In NMOS digital parts that predate depletion loads, Vdd needs to be
significantly higher than the most positive logic level in order to bias
the enhancement nFET used for the loads (pull-ups). The Vdd voltage
doesn't have to have a precise value, but it needs to be somewhat more than
the FET gate threshold above the most positive logic level, and below the
breakdown voltage. The higher the Vdd voltage (below breakdown), the
faster the pullup will operate, so running below spec will reduce the
maximum speed at which the part will operate. This is also dependent on
temperature. The part is spec'd for operation over a fairly wide
temperature range (even if only "commercial" rated). Since the logic high
level is no more than 5.0V, and generally somewhat less, a Vdd of 9.3V is
probably more than adequate at room temperature, but may fail at
temperature extremes.
The MP9529 is a "selected" TMS9980. In most contexts, a "selected" IC
is
one that has been tested and found to meet specifications more stringent
than the normal specifications.
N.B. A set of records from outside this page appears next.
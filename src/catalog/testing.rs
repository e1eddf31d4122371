//! In-memory data source for tests.

use super::{DataSource, LoadError};
use futures::future::BoxFuture;
use parking_lot::Mutex;
use rustc_hash::FxHashMap;
use serde_json::Value;

/// Serves canned bodies and counts every fetch per path.
///
/// Each fetch yields to the scheduler once before answering, so two loads
/// started together are both pending before either finishes.
#[derive(Default)]
pub struct MemorySource {
    bodies: Mutex<FxHashMap<String, Vec<u8>>>,
    fetches: Mutex<FxHashMap<String, usize>>,
}

impl MemorySource {
    pub fn new() -> Self {
        Self::default()
    }

    pub fn with_json(self, path: &str, value: Value) -> Self {
        self.set_json(path, value);
        self
    }

    pub fn set_json(&self, path: &str, value: Value) {
        self.set_raw(path, value.to_string().into_bytes());
    }

    pub fn set_raw(&self, path: &str, body: Vec<u8>) {
        self.bodies.lock().insert(path.to_string(), body);
    }

    pub fn remove(&self, path: &str) {
        self.bodies.lock().remove(path);
    }

    pub fn fetches(&self, path: &str) -> usize {
        self.fetches.lock().get(path).copied().unwrap_or(0)
    }

    pub fn total_fetches(&self) -> usize {
        self.fetches.lock().values().sum()
    }
}

impl DataSource for MemorySource {
    fn fetch<'a>(&'a self, path: &'a str) -> BoxFuture<'a, Result<Vec<u8>, LoadError>> {
        Box::pin(async move {
            *self.fetches.lock().entry(path.to_string()).or_default() += 1;
            tokio::task::yield_now().await;
            self.bodies
                .lock()
                .get(path)
                .cloned()
                .ok_or_else(|| LoadError::not_found(path))
        })
    }
}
However, in this case I think the MP9529
might actually be "selected" in the sense of being tested to *lower*
specifications than a standard TMS9980. It's unclear why they would want to
use the lower Vdd, except possibly to reduce power consumption.
With the introduction of depletion loads in later NMOS ICs, generally
starting around 1976, and becoming ubiquitous by 1980, the requirement for
a supply above +5V was eliminated. Similarly, by adding an on-chip
substrate bias generator, the need for an externally supplied substrate
bias voltage (Vbb, typically -5V) was removed.